-- Task goal --
Search the listing below for the word "bool" and return each line that contains it.

-- Material for this exercise --
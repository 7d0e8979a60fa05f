//! Basic backend: a static map of identity to Argon2 password hash
//!
//! Hashes are PHC strings (`$argon2id$v=19$m=...,t=...,p=...$salt$hash`), as
//! produced by [`hash_password`] or `fanoutd hash-password`.

use std::collections::HashMap;

use argon2::{
    password_hash::{rand_core::OsRng, PasswordHash, PasswordHasher, PasswordVerifier, SaltString},
    Argon2,
};
use async_trait::async_trait;

use super::{AuthBackend, AuthError};

/// Hash a password using Argon2id
pub fn hash_password(password: &str) -> Result<String, AuthError> {
    let salt = SaltString::generate(&mut OsRng);
    Argon2::default()
        .hash_password(password.as_bytes(), &salt)
        .map(|hash| hash.to_string())
        .map_err(|e| AuthError::Verification(format!("password hash failed: {}", e)))
}

fn verify_password(password: &str, hash: &str) -> Result<bool, AuthError> {
    let parsed = PasswordHash::new(hash).map_err(|e| AuthError::Verification(e.to_string()))?;

    match Argon2::default().verify_password(password.as_bytes(), &parsed) {
        Ok(()) => Ok(true),
        Err(argon2::password_hash::Error::Password) => Ok(false),
        Err(e) => Err(AuthError::Verification(e.to_string())),
    }
}

/// Backend checking producers against configured password hashes
#[derive(Debug, Clone)]
pub struct BasicBackend {
    credentials: HashMap<String, String>,
}

impl BasicBackend {
    /// Create a backend, rejecting any hash that is not a valid PHC string
    pub fn new(credentials: HashMap<String, String>) -> Result<Self, AuthError> {
        for (identity, hash) in &credentials {
            PasswordHash::new(hash).map_err(|e| AuthError::InvalidHash {
                identity: identity.clone(),
                reason: e.to_string(),
            })?;
        }

        if credentials.is_empty() {
            tracing::warn!("Basic authentication has no credentials; every producer will be refused");
        }

        Ok(Self { credentials })
    }

    /// Number of configured identities
    pub fn len(&self) -> usize {
        self.credentials.len()
    }

    pub fn is_empty(&self) -> bool {
        self.credentials.is_empty()
    }
}

#[async_trait]
impl AuthBackend for BasicBackend {
    async fn login(&self, identity: &str, secret: &str) -> Result<bool, AuthError> {
        let Some(hash) = self.credentials.get(identity).cloned() else {
            tracing::debug!(identity = %identity, "Unknown identity");
            return Ok(false);
        };

        // Argon2 is deliberately slow; keep it off the async workers
        let secret = secret.to_string();
        tokio::task::spawn_blocking(move || verify_password(&secret, &hash))
            .await
            .map_err(|e| AuthError::Verification(e.to_string()))?
    }

    fn name(&self) -> &'static str {
        "basic"
    }
}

-- Exercise solution --
fn verify_password(password: &str, hash: &str) -> Result<bool, AuthError> {
    pub fn is_empty(&self) -> bool {
    async fn login(&self, identity: &str, secret: &str) -> Result<bool, AuthError> {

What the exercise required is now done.